Gerd Poppe
geboren 1941 in Rostock
Gerd Poppe ist einer der Veteranen und Vordenker der DDR-Opposition. Nachdem er bis 1964 in Rostock Physik studiert hatte, gehörte er ab 1965 zum Milieu der Berliner Subkultur und prägte diese entscheidend mit. Hier entstand eine oppositionelle Bewegung, die sich bis zum Ende der DDR immer breiter auffächerte. Die Attraktivität und Vielfalt Ost-Berlins in der unmittelbaren Nachbarschaft West-Berlins machten den Prenzlauer Berg zum Zentrum der wachsenden Opposition.
Poppe suchte Kontakt ins östliche Ausland, besonders in die Tschechoslowakei zu den Protagonisten der Charta 77. Sie prägten seit 1968 sein politisches Weltbild mit. Wegen seines Protests gegen die Ausbürgerung Wolf Biermanns konnte Gerd Poppe 1976 eine bereits zugesagte Stelle an der Akademie der Wissenschaften nicht antreten. Er erhielt faktisch Berufsverbot und arbeitete fortan als Maschinist in Berliner Schwimmhallen. 1984 bekam er eine Stelle als Ingenieur im Projektierungsbüro des Diakonischen Werks, wo er bis Ende 1989 blieb.

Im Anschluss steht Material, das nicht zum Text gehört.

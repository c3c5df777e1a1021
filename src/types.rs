use crate::sync::UnsafeCell;
use derive_more::{Deref, DerefMut};
use indexmap::IndexSet as _IndexSet;
use rustc_hash::FxBuildHasher;

/// A minimal `UnsafeCell` wrapper that is `Sync` when `T: Sync`.
///
/// Used internally to enable interior mutability across threads while
/// correctness is ensured by scheduling: a node's job slot is only borrowed
/// mutably while its activation count is zero and exactly one worker owns
/// it, and the pool only borrows the interpreter mutably while every helper
/// thread is parked.
#[derive(Debug, Deref, DerefMut)]
#[repr(transparent)]
pub(crate) struct SyncUnsafeCell<T>(UnsafeCell<T>);

unsafe impl<T: Sync> Sync for SyncUnsafeCell<T> {}

impl<T> SyncUnsafeCell<T> {
    pub(crate) fn new(val: T) -> Self {
        Self(UnsafeCell::new(val))
    }

    /// Runs `f` with a raw pointer to the contents.
    ///
    /// The caller is responsible for exclusivity; routing the access through
    /// a closure keeps the loom build able to track it.
    #[cfg(feature = "loom")]
    pub(crate) fn with_mut<R>(&self, f: impl FnOnce(*mut T) -> R) -> R {
        self.0.with_mut(f)
    }

    /// Runs `f` with a raw pointer to the contents.
    ///
    /// The caller is responsible for exclusivity.
    #[cfg(not(feature = "loom"))]
    pub(crate) fn with_mut<R>(&self, f: impl FnOnce(*mut T) -> R) -> R {
        f(self.0.get())
    }
}

/// Index of a worker thread within one tick.
///
/// The master thread (conventionally the audio driver's callback thread) is
/// worker `0`; helper threads use `1..=used_helper_threads`. The `u8` width
/// bounds the usable thread count.
pub type WorkerIndex = u8;

/// Index of a node within its graph's arena.
///
/// Nodes refer to their successors by `NodeIndex` rather than by pointer, so
/// a reference handed out during a tick is trivially bounded by the graph's
/// lifetime.
pub type NodeIndex = u16;

pub(crate) type IndexSet<T> = _IndexSet<T, FxBuildHasher>;
use crate::{
    fifo::ReadyFifo,
    graph::DspGraph,
    job::Job,
    sync::{spin_loop, AtomicU16, Ordering},
    types::{NodeIndex, WorkerIndex},
};
use derive_more::Debug;

/// Ready-queue capacity before any graph is installed. `install_queue`
/// re-sizes the queue to the installed graph's node count.
const DEFAULT_FIFO_CAPACITY: usize = 1024;

/// Outcome of one pass through the inner worker loop.
#[derive(Debug, Clone, Copy, PartialEq, Eq)]
enum RunOutcome {
    /// This worker ran the final node(s) of the tick.
    NoRemainingItems,
    /// Nothing to dequeue right now; work is still outstanding elsewhere.
    FifoEmpty,
    /// Ran a chain; more nodes remain.
    RemainingItems,
}

/// The runtime executor for the installed processing graph.
///
/// Holds the current [`DspGraph`], a bounded lock-free FIFO of ready nodes,
/// and the count of nodes remaining in the current tick. Lives across many
/// ticks; the graph inside is swapped between ticks via
/// [`install_queue`](QueueInterpreter::install_queue) /
/// [`release_queue`](QueueInterpreter::release_queue).
///
/// Per tick, the driver calls [`init_tick`](QueueInterpreter::init_tick),
/// wakes helper threads (see [`DspThreadPool`](crate::pool::DspThreadPool)
/// for a reference collaborator), has each helper `i` call
/// [`tick(i)`](QueueInterpreter::tick), and runs
/// [`tick_master`](QueueInterpreter::tick_master) on its own thread. When
/// `tick_master` returns, every node has run exactly once.
///
/// The tick path never allocates, locks, or blocks: workers are wait-free
/// apart from the FIFO's internal retries and the master's terminal
/// busy-wait. Lifecycle methods take `&mut self`, so the borrow checker
/// rules out installing or releasing a graph while workers still share
/// `&self` for a tick.
#[must_use]
#[derive(Debug)]
pub struct QueueInterpreter<J> {
    /// Swapped only between ticks; workers hold a stable reference for the
    /// duration of a tick.
    graph: Option<Box<DspGraph<J>>>,
    fifo: ReadyFifo,
    /// Nodes still to be processed in the current tick.
    node_count: AtomicU16,
    /// Configured number of workers (master + helpers), at least 1.
    thread_count: u8,
    /// Helpers actually worth waking for the installed graph.
    used_helper_threads: u8,
}

impl<J: Job> QueueInterpreter<J> {
    /// Creates an interpreter with no graph installed.
    ///
    /// `thread_count` counts the master plus the helpers and is clamped to
    /// at least 1.
    pub fn new(thread_count: u8) -> Self {
        let mut interpreter = Self {
            graph: None,
            fifo: ReadyFifo::with_capacity(DEFAULT_FIFO_CAPACITY),
            node_count: AtomicU16::new(0),
            thread_count: 1,
            used_helper_threads: 0,
        };
        interpreter.set_thread_count(thread_count);
        interpreter
    }

    /// Stores the worker count, clamped to at least 1.
    ///
    /// Does not resize any thread pool (the pool is the collaborator's
    /// concern) and takes effect on `used_helper_threads` only at the next
    /// [`install_queue`](QueueInterpreter::install_queue).
    pub fn set_thread_count(&mut self, thread_count: u8) {
        self.thread_count = thread_count.max(1);
    }

    /// The configured worker count (master + helpers).
    #[must_use]
    pub fn thread_count(&self) -> u8 {
        self.thread_count
    }

    /// Number of helper threads the collaborator should wake per tick.
    ///
    /// Zero when running single-threaded or when the installed graph has
    /// fewer nodes than workers would be useful for.
    #[must_use]
    pub fn used_helper_threads(&self) -> u8 {
        self.used_helper_threads
    }

    /// Node count of the installed graph, or 0 when none is installed.
    #[must_use]
    pub fn total_node_count(&self) -> u16 {
        self.graph
            .as_deref()
            .map_or(0, DspGraph::total_node_count)
    }

    /// Installs `new_graph` as the active graph, returning whatever graph
    /// was previously installed.
    ///
    /// Resets the new graph's activation counts (nodes may have been left in
    /// mid-state if a previous owner tore down a tick), re-sizes the ready
    /// queue to the graph's node count, and derives the number of helper
    /// threads worth waking. Allocation is fine here: installation happens
    /// between ticks. `&mut self` guarantees no tick is in progress.
    pub fn install_queue(&mut self, new_graph: Box<DspGraph<J>>) -> Option<Box<DspGraph<J>>> {
        debug_assert_eq!(
            self.node_count.load(Ordering::Relaxed),
            0,
            "QueueInterpreter::install_queue: [1]"
        );
        #[cfg(debug_assertions)]
        new_graph.validate();

        new_graph.reset_activation_counts();
        let total = new_graph.total_node_count();
        self.fifo = ReadyFifo::with_capacity(usize::from(total));

        // More workers than nodes can never be busy at once.
        let workers = self
            .thread_count
            .min(u8::try_from(total).unwrap_or(u8::MAX));
        self.used_helper_threads = workers.saturating_sub(1);

        self.graph.replace(new_graph)
    }

    /// Detaches and returns the current graph, leaving the interpreter
    /// empty. `&mut self` guarantees no tick is in progress.
    pub fn release_queue(&mut self) -> Option<Box<DspGraph<J>>> {
        debug_assert_eq!(
            self.node_count.load(Ordering::Relaxed),
            0,
            "QueueInterpreter::release_queue: [1]"
        );
        self.graph.take()
    }

    /// Prepares per-tick state.
    ///
    /// Returns `false` when no graph is installed or the graph is empty; the
    /// driver should skip the tick (and typically produce silence).
    /// Otherwise publishes the node count and seeds the ready queue with the
    /// initially-runnable nodes, in graph order, and returns `true`.
    ///
    /// Must not run concurrently with a tick; call it from the master thread
    /// before waking any helpers.
    pub fn init_tick(&self) -> bool {
        let Some(graph) = self.graph.as_deref() else {
            return false;
        };
        let total = graph.total_node_count();
        if total == 0 {
            return false;
        }

        debug_assert_eq!(
            self.node_count.load(Ordering::Relaxed),
            0,
            "QueueInterpreter::init_tick: [1]"
        );
        debug_assert!(self.fifo.is_empty(), "QueueInterpreter::init_tick: [2]");

        self.node_count.store(total, Ordering::Release);
        for &node in graph.initially_runnable() {
            self.mark_as_runnable(node);
        }
        true
    }

    /// Runs the helper half of a tick for a non-zero worker index.
    ///
    /// Returns once every node of the tick has been consumed, whether by
    /// this worker or by others.
    pub fn tick(&self, worker: WorkerIndex) {
        debug_assert_ne!(worker, 0, "QueueInterpreter::tick: [1]");
        self.run_items(worker);
    }

    /// Runs the master half of a tick: the worker loop as index 0, then a
    /// busy-wait until the remaining helpers have consumed the last nodes.
    ///
    /// The busy-wait is deliberate: the caller is the audio callback with a
    /// deadline of a few milliseconds, and a kernel sleep/wake cycle costs
    /// more than the wait ever lasts.
    pub fn tick_master(&self) {
        self.run_items(0);
        self.wait_for_end();
        debug_assert!(self.fifo.is_empty(), "QueueInterpreter::tick_master: [1]");
    }

    /// The outer worker loop.
    ///
    /// Two levels on purpose: the inner chain (in `run_next_item`) amortizes
    /// FIFO traffic over linear dependency runs, while this loop re-checks
    /// the global count so a worker that found the FIFO transiently empty
    /// spins until either new work surfaces or the tick finishes.
    fn run_items(&self, worker: WorkerIndex) {
        while self.node_count.load(Ordering::Acquire) != 0 {
            match self.run_next_item(worker) {
                RunOutcome::NoRemainingItems => return,
                RunOutcome::FifoEmpty => spin_loop(),
                RunOutcome::RemainingItems => {}
            }
        }
    }

    /// Dequeues one node and runs the chain starting at it.
    ///
    /// The chain follows direct-successor handoffs until a node releases no
    /// further successor, then settles the whole chain against the global
    /// count with a single release `fetch_sub`. Observing
    /// `previous == consumed` means this worker ran the final node(s) of the
    /// tick.
    fn run_next_item(&self, worker: WorkerIndex) -> RunOutcome {
        let Some(first) = self.fifo.pop() else {
            return RunOutcome::FifoEmpty;
        };
        let graph = self
            .graph
            .as_deref()
            .expect("QueueInterpreter::run_next_item: [1]");

        let mut consumed: u16 = 0;
        let mut current = Some(first);
        while let Some(index) = current {
            current = graph.node(index).run(self, graph, worker);
            consumed += 1;
        }

        let previous = self.node_count.fetch_sub(consumed, Ordering::Release);
        debug_assert!(previous >= consumed, "QueueInterpreter::run_next_item: [2]");
        if previous == consumed {
            RunOutcome::NoRemainingItems
        } else {
            RunOutcome::RemainingItems
        }
    }

    /// Busy-waits until the node count reaches zero.
    ///
    /// The acquire load pairs with the workers' release `fetch_sub`, so when
    /// the master observes zero it also observes every job's writes.
    fn wait_for_end(&self) {
        while self.node_count.load(Ordering::Acquire) != 0 {
            spin_loop();
        }
    }

    /// Enqueues a node whose activation count reached zero.
    pub(crate) fn mark_as_runnable(&self, node: NodeIndex) {
        self.fifo.push(node);
    }
}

Gerd Poppe gehörte zu den Aktivisten der unabhängigen Friedensbewegung in der DDR und zu jenen, die aus einer atheistischen Grundhaltung das Bündnis mit Christen und der Kirche suchten. Seit dieser Zeit unterhielt er enge Kontakte zu einer Reihe von Abgeordneten der Grünen in der Bundesrepublik, voran Petra Kelly. Als Mitbegründer der Initiative Frieden und Menschenrechte (IFM) Ende 1985 vertrat er die Unabhängigkeit der sich entwickelnden Opposition von der Kirche. In der IFM entwickelte er das Konzept der Menschenrechtspolitik als Kern der Kritik am realen Sozialismus und prägte damit einen der wesentlichen Flügel der DDR-Opposition. Poppe plädierte für öffentliche Artikulation von Kritik und für die Inanspruchnahme von Menschenrechten, ungeachtet ihrer Verweigerung durch den Staat. Er war Mitherausgeber und Autor mehrerer illegaler politischer Publikationen und veranstaltete jahrelang Lesungen nicht publizierter Schriftsteller in seiner Wohnung.
Als eine der zentralen Figuren der DDR-Opposition der 1980er Jahre vertrat Gerd Poppe von Dezember 1989 bis März 1990 die IFM am Zentralen Runden Tisch und engagierte sich besonders für die Erarbeitung einer neuen Verfassung der DDR und später des vereinigten Deutschlands. Im März 1990 wurde er Abgeordneter der Volkskammerfraktion von Bündnis 90. Er gehörte zu den Protagonisten der Parteibildung und der späteren Fusion von Bündnis 90 mit den Grünen.
1990 bis 1998 war Poppe Bundestagsabgeordneter für Bündnis 90/Die Grünen, danach bis 2003 Beauftragter der Bundesregierung für Menschenrechte. Er ist Mitinitiator der Bundesstiftung zur Aufarbeitung der SED-Diktatur und seit ihrer Gründung Mitglied des Vorstandes.